# Blue apbt are they as rare as everyone thinks?



## wncpulldawgs (Feb 9, 2012)

why do people think blue apbt are rare and why do they call them blue nose


----------



## angelbaby (Feb 4, 2010)

They are far from rare , the only ones who call them rare are BYB's who cant sell a dog honestly and has to hype up something so ridiculous as a color to sell them. Blue nose refers only to the color of the nose and blue in general is just the color of thte coat nothing different then red nose, brindle, fawn, white, black , seal ect ect ect all colors.


----------



## KMdogs (Apr 22, 2011)

angelbaby said:


> They are far from rare , the only ones who call them rare are BYB's who cant sell a dog honestly and has to hype up something so ridiculous as a color to sell them. Blue nose refers only to the color of the nose and blue in general is just the color of thte coat nothing different then red nose, brindle, fawn, white, black , seal ect ect ect all colors.
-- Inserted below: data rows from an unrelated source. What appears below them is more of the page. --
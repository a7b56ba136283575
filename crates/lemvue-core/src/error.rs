// ── Core error types ──
//
// User-facing errors from lemvue-core. Consumers never see HTTP status
// codes or JSON parse failures directly. The `From<lemvue_api::Error>`
// impl translates transport-layer errors into domain variants, and
// `RequestError` is the compact form stored in `RequestState::Failed`.

use std::fmt;

use thiserror::Error;

/// Unified error type for the core crate.
#[derive(Debug, Error)]
pub enum CoreError {
    // ── Connection errors ────────────────────────────────────────────
    #[error("Cannot reach instance at {url}: {reason}")]
    ConnectionFailed { url: String, reason: String },

    #[error("Authentication failed: {message}")]
    AuthenticationFailed { message: String },

    #[error("Request timed out after {timeout_secs}s")]
    Timeout { timeout_secs: u64 },

    #[error("Rate limited -- retry after {retry_after_secs}s")]
    RateLimited { retry_after_secs: u64 },

    // ── Data errors ──────────────────────────────────────────────────
    #[error("Not found: {what}")]
    NotFound { what: String },

    // ── Operation errors ─────────────────────────────────────────────
    #[error("Operation rejected by instance: {code}")]
    Rejected {
        /// Machine-readable code, e.g. `couldnt_find_post`, `site_ban`.
        code: String,
        message: Option<String>,
    },

    #[error("Not signed in")]
    NotLoggedIn,

    // ── API errors (wrapped, not exposed raw) ────────────────────────
    #[error("API error: {message}")]
    Api {
        message: String,
        status: Option<u16>,
    },

    #[error("Unexpected response from instance: {message}")]
    Decode { message: String },

    // ── Configuration errors ─────────────────────────────────────────
    #[error("Configuration error: {message}")]
    Config { message: String },

    // ── Internal errors ──────────────────────────────────────────────
    #[error("Internal error: {0}")]
    Internal(String),
}

// ── Conversion from transport-layer errors ───────────────────────────

impl From<lemvue_api::Error> for CoreError {
    fn from(err: lemvue_api::Error) -> Self {
        if err.is_not_found() {
            let what = match err {
                lemvue_api::Error::Api { code, message, .. } => message.unwrap_or(code),
                lemvue_api::Error::Http { preview, .. } => preview,
                other => other.to_string(),
            };
            return CoreError::NotFound { what };
        }
        match err {
            lemvue_api::Error::Transport(ref e) => {
                if e.is_timeout() {
                    CoreError::Timeout { timeout_secs: 0 }
                } else if e.is_connect() {
                    CoreError::ConnectionFailed {
                        url: e
                            .url()
                            .map(ToString::to_string)
                            .unwrap_or_else(|| "<unknown>".into()),
                        reason: e.to_string(),
                    }
                } else {
                    CoreError::Api {
                        message: e.to_string(),
                        status: e.status().map(|s| s.as_u16()),
                    }
                }
            }
            lemvue_api::Error::InvalidUrl(e) => CoreError::Config {
                message: format!("Invalid URL: {e}"),
            },
            lemvue_api::Error::Timeout { timeout_secs } => CoreError::Timeout { timeout_secs },
            lemvue_api::Error::Unauthorized => CoreError::AuthenticationFailed {
                message: "session expired or invalid credentials".into(),
            },
            lemvue_api::Error::RateLimited { retry_after_secs } => {
                CoreError::RateLimited { retry_after_secs }
            }
            lemvue_api::Error::Api { code, message, .. } => CoreError::Rejected { code, message },
            lemvue_api::Error::Http { status, preview } => CoreError::Api {
                message: preview,
                status: Some(status),
            },
            lemvue_api::Error::Deserialization { message, body: _ } => {
                CoreError::Decode { message }
            }
        }
    }
}

// ── RequestError ─────────────────────────────────────────────────────

/// Machine-readable failure category carried by `RequestState::Failed`.
#[derive(Debug, Clone, PartialEq, Eq, Hash)]
pub enum ErrorKind {
    Network,
    Timeout,
    Unauthorized,
    RateLimited,
    NotFound,
    Decode,
    /// Domain rejection with the instance's error code.
    Api(String),
}

impl fmt::Display for ErrorKind {
    fn fmt(&self, f: &mut fmt::Formatter<'_>) -> fmt::Result {
        match self {
            Self::Network => f.write_str("network"),
            Self::Timeout => f.write_str("timeout"),
            Self::Unauthorized => f.write_str("unauthorized"),
            Self::RateLimited => f.write_str("rate_limited"),
            Self::NotFound => f.write_str("not_found"),
            Self::Decode => f.write_str("decode"),
            Self::Api(code) => f.write_str(code),
        }
    }
}

/// A failed request as views see it: a kind to branch on plus an optional
/// human message from the instance.
#[derive(Debug, Clone, PartialEq, Eq)]
pub struct RequestError {
    pub kind: ErrorKind,
    pub message: Option<String>,
}

impl RequestError {
    pub fn new(kind: ErrorKind) -> Self {
        Self {
            kind,
            message: None,
        }
    }

    pub fn with_message(kind: ErrorKind, message: impl Into<String>) -> Self {
        Self {
            kind,
            message: Some(message.into()),
        }
    }

    /// Text suitable for an inline error line or a toast.
    pub fn user_message(&self) -> String {
        let base = match &self.kind {
            ErrorKind::Network => "Could not reach the instance",
            ErrorKind::Timeout => "The instance took too long to respond",
            ErrorKind::Unauthorized => "You need to log in again",
            ErrorKind::RateLimited => "Slow down -- too many requests",
            ErrorKind::NotFound => "Not found",
            ErrorKind::Decode => "The instance sent something unexpected",
            ErrorKind::Api(code) => return api_code_message(code, self.message.as_deref()),
        };
        match &self.message {
            Some(detail) if !detail.is_empty() => format!("{base}: {detail}"),
            _ => base.to_owned(),
        }
    }
}

fn api_code_message(code: &str, detail: Option<&str>) -> String {
    let known = match code {
        "not_a_moderator" => Some("You are not a moderator here"),
        "not_an_admin" => Some("Only admins can do that"),
        "site_ban" => Some("You are banned from this site"),
        "banned_from_community" => Some("You are banned from this community"),
        "locked" => Some("This thread is locked"),
        "deleted" => Some("This was deleted"),
        "couldnt_update_post" => Some("Could not update the post"),
        "couldnt_update_comment" => Some("Could not update the comment"),
        "couldnt_create_comment" => Some("Could not create the comment"),
        "registration_application_answer_required" => Some("An application answer is required"),
        "oauth_authorization_invalid" => Some("The login provider rejected the request"),
        _ => None,
    };
    match (known, detail) {
        (Some(text), _) => text.to_owned(),
        (None, Some(detail)) if !detail.is_empty() => detail.to_owned(),
        (None, _) => code.replace('_', " "),
    }
}

impl fmt::Display for RequestError {
    fn fmt(&self, f: &mut fmt::Formatter<'_>) -> fmt::Result {
        match &self.message {
            Some(m) => write!(f, "{}: {m}", self.kind),
            None => write!(f, "{}", self.kind),
        }
    }
}

impl std::error::Error for RequestError {}

impl From<CoreError> for RequestError {
    fn from(err: CoreError) -> Self {
        match err {
            CoreError::ConnectionFailed { reason, .. } => {
                Self::with_message(ErrorKind::Network, reason)
            }
            CoreError::AuthenticationFailed { message } => {
                Self::with_message(ErrorKind::Unauthorized, message)
            }
            CoreError::NotLoggedIn => Self::new(ErrorKind::Unauthorized),
            CoreError::Timeout { .. } => Self::new(ErrorKind::Timeout),
            CoreError::RateLimited { .. } => Self::new(ErrorKind::RateLimited),
            CoreError::NotFound { what } => Self::with_message(ErrorKind::NotFound, what),
            CoreError::Rejected { code, message } => Self {
                kind: ErrorKind::Api(code),
                message,
            },
            CoreError::Decode { message } => Self::with_message(ErrorKind::Decode, message),
            CoreError::Api { message, .. } => Self::with_message(ErrorKind::Network, message),
            CoreError::Config { message } | CoreError::Internal(message) => {
                Self::with_message(ErrorKind::Api("internal".into()), message)
            }
        }
    }
}

impl From<lemvue_api::Error> for RequestError {
    fn from(err: lemvue_api::Error) -> Self {
        CoreError::from(err).into()
    }
}

#[cfg(test)]
mod tests {
    use super::*;

    #[test]
    fn couldnt_find_codes_become_not_found() {
        let err: CoreError = lemvue_api::Error::Api {
            code: "couldnt_find_post".into(),
            message: None,
            status: 400,
        }
        .into();
        assert!(matches!(err, CoreError::NotFound { .. }));
        assert_eq!(RequestError::from(err).kind, ErrorKind::NotFound);
    }

    #[test]
    fn bare_404_becomes_not_found_with_its_preview() {
        let err: CoreError = lemvue_api::Error::Http {
            status: 404,
            preview: "no such page".into(),
        }
        .into();
        assert!(matches!(err, CoreError::NotFound { ref what } if what == "no such page"));

        let err: CoreError = lemvue_api::Error::Http {
            status: 502,
            preview: "bad gateway".into(),
        }
        .into();
        assert!(matches!(err, CoreError::Api { status: Some(502), .. }));
    }

    #[test]
    fn domain_rejection_keeps_code() {
        let err = RequestError::from(lemvue_api::Error::Api {
            code: "site_ban".into(),
            message: None,
            status: 400,
        });
        assert_eq!(err.kind, ErrorKind::Api("site_ban".into()));
        assert_eq!(err.user_message(), "You are banned from this site");
    }

    #[test]
    fn unknown_code_falls_back_to_readable_text() {
        let err = RequestError::new(ErrorKind::Api("email_not_verified".into()));
        assert_eq!(err.user_message(), "email not verified");
    }

    #[test]
    fn unauthorized_maps_to_unauthorized_kind() {
        let err = RequestError::from(lemvue_api::Error::Unauthorized);
        assert_eq!(err.kind, ErrorKind::Unauthorized);
    }
}
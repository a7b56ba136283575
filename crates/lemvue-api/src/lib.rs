// lemvue-api: Async Rust client for the Lemmy instance API (v4)

pub mod client;
pub mod endpoint;
pub mod endpoints;
pub mod error;
pub mod transport;
pub mod types;

pub use client::LemmyClient;
pub use endpoint::{Endpoint, HttpMethod};
pub use error::Error;
pub use transport::TransportConfig;
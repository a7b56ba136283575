// ── Query strings ──
//
// Ordered key/value pairs with `application/x-www-form-urlencoded`
// encoding. Parsing never fails: malformed pairs simply decode to
// whatever `form_urlencoded` makes of them.

use std::fmt;
use std::str::FromStr;

use url::form_urlencoded;

#[derive(Debug, Clone, Default, PartialEq, Eq)]
pub struct Query {
    pairs: Vec<(String, String)>,
}

impl Query {
    pub fn new() -> Self {
        Self::default()
    }

    /// Parse a raw query string, with or without the leading `?`.
    pub fn parse(raw: &str) -> Self {
        let raw = raw.strip_prefix('?').unwrap_or(raw);
        Self {
            pairs: form_urlencoded::parse(raw.as_bytes())
                .into_owned()
                .collect(),
        }
    }

    /// Last value for `key`; empty values count as absent.
    pub fn get(&self, key: &str) -> Option<&str> {
        self.pairs
            .iter()
            .rev()
            .find(|(k, v)| k == key && !v.is_empty())
            .map(|(_, v)| v.as_str())
    }

    /// Parse the value for `key`, `None` when absent or invalid.
    pub fn get_parsed<T: FromStr>(&self, key: &str) -> Option<T> {
        self.get(key).and_then(|v| v.parse().ok())
    }

    /// Replace every value for `key`.
    pub fn set(&mut self, key: &str, value: impl Into<String>) {
        self.remove(key);
        self.pairs.push((key.to_owned(), value.into()));
    }

    pub fn remove(&mut self, key: &str) {
        self.pairs.retain(|(k, _)| k != key);
    }

    pub fn is_empty(&self) -> bool {
        self.pairs.is_empty()
    }

    pub fn iter(&self) -> impl Iterator<Item = (&str, &str)> {
        self.pairs.iter().map(|(k, v)| (k.as_str(), v.as_str()))
    }
}

impl fmt::Display for Query {
    fn fmt(&self, f: &mut fmt::Formatter<'_>) -> fmt::Result {
        let encoded = form_urlencoded::Serializer::new(String::new())
            .extend_pairs(self.pairs.iter())
            .finish();
        f.write_str(&encoded)
    }
}

impl FromStr for Query {
    type Err = std::convert::Infallible;

    fn from_str(raw: &str) -> Result<Self, Self::Err> {
        Ok(Self::parse(raw))
    }
}
//! Typed route parameters.
//!
//! Every routed view owns one parameter type implementing [`RouteParams`]:
//! a pure parser from the query string (falling back to a default for
//! every absent or invalid value) and a pure serializer that omits values
//! equal to their default. The fetch controller compares parsed values to
//! decide whether to fetch again.

mod query;
mod types;

use std::str::FromStr;

pub use query::Query;
pub use types::{
    CommunityListParams, InboxParams, ModlogParams, MultiCommunityListParams, PostListParams,
    PostParams, RegistrationParams,
};

use lemvue_api::types::{CommentSortType, ListingType, MyUserInfo, PostSortType, SiteView};

use crate::pagination::{CursorPage, PageCursor, PageDirection};

pub const DEFAULT_PAGE_SIZE: u32 = 20;

/// Site and account level defaults that parameter parsing falls back to.
#[derive(Debug, Clone, PartialEq, Eq)]
pub struct ViewDefaults {
    pub listing: ListingType,
    pub post_sort: PostSortType,
    pub comment_sort: CommentSortType,
    pub page_size: u32,
}

impl Default for ViewDefaults {
    fn default() -> Self {
        Self {
            listing: ListingType::default(),
            post_sort: PostSortType::default(),
            comment_sort: CommentSortType::default(),
            page_size: DEFAULT_PAGE_SIZE,
        }
    }
}

impl ViewDefaults {
    /// Site configuration, overridden by the signed-in user's preferences.
    pub fn from_site(site: &SiteView, me: Option<&MyUserInfo>, page_size: u32) -> Self {
        let local = &site.local_site;
        let user = me.map(|m| &m.local_user_view.local_user);
        Self {
            listing: user
                .and_then(|u| u.default_listing_type)
                .unwrap_or(local.default_post_listing_type),
            post_sort: user
                .and_then(|u| u.default_post_sort_type)
                .unwrap_or(local.default_post_sort_type),
            comment_sort: user
                .and_then(|u| u.default_comment_sort_type)
                .unwrap_or(local.default_comment_sort_type),
            page_size: page_size.max(1),
        }
    }
}

/// Pure query-string boundary of a routed view.
pub trait RouteParams: Sized + Clone + PartialEq {
    fn parse(query: &Query, defaults: &ViewDefaults) -> Self;

    /// Serialize, leaving out every value equal to its default.
    fn to_query(&self, defaults: &ViewDefaults) -> Query;

    /// Apply a partial update and return the resulting query string.
    fn with(&self, defaults: &ViewDefaults, update: impl FnOnce(&mut Self)) -> String {
        let mut next = self.clone();
        update(&mut next);
        next.to_query(defaults).to_string()
    }
}

// ── Shared field codecs ──────────────────────────────────────────────

pub(crate) const CURSOR_KEY: &str = "cursor";
pub(crate) const DIRECTION_KEY: &str = "dir";

pub(crate) fn enum_or<T: FromStr>(query: &Query, key: &str, default: T) -> T {
    query.get_parsed(key).unwrap_or(default)
}

pub(crate) fn set_unless_default<T: PartialEq + ToString>(
    query: &mut Query,
    key: &str,
    value: &T,
    default: &T,
) {
    if value != default {
        query.set(key, value.to_string());
    }
}

pub(crate) fn bool_or(query: &Query, key: &str, default: bool) -> bool {
    match query.get(key) {
        Some("true" | "1") => true,
        Some("false" | "0") => false,
        _ => default,
    }
}

pub(crate) fn positive_id(query: &Query, key: &str) -> Option<i32> {
    query.get_parsed::<i32>(key).filter(|id| *id > 0)
}

pub(crate) fn parse_cursor_page(query: &Query) -> CursorPage {
    match query.get(CURSOR_KEY) {
        Some(cursor) => CursorPage {
            cursor: Some(PageCursor(cursor.to_owned())),
            direction: enum_or(query, DIRECTION_KEY, PageDirection::Forward),
        },
        None => CursorPage::first(),
    }
}

pub(crate) fn write_cursor_page(query: &mut Query, page: &CursorPage) {
    if let Some(cursor) = &page.cursor {
        query.set(CURSOR_KEY, cursor.as_str());
        set_unless_default(query, DIRECTION_KEY, &page.direction, &PageDirection::Forward);
    }
}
What angelbaby is mostly referring to is "blues" in the American Bully world.. In the American Pit Bull Terrier gene pool, "blue" in the "old days" was heavily culled, frowned upon and was not thought to be a proper color of a Bulldog. Though the color "blue" through documents has rarely emerged and one of the very few "blue" hounds of the past to earn the right to be called an APBT was GrCh Soga.. I say "blue" because all the color is a dilute of black... Genetically.

Blue is far more common in American Staffordshire Terriers and American Bullies.. As well as any mix thereof.. You won't find many "performance" Bulldogs or APBTs with the dilute as its not something thats heavily sought after not to mention commonly thrown.. With the APBT (and any world class worker) its not the color or appearance that defines the hound rather that of function and ability.

Performanceknls (Lisa) has a blue hound but shes the only one i know of currently that has a Bulldog.. and happens to be "blue".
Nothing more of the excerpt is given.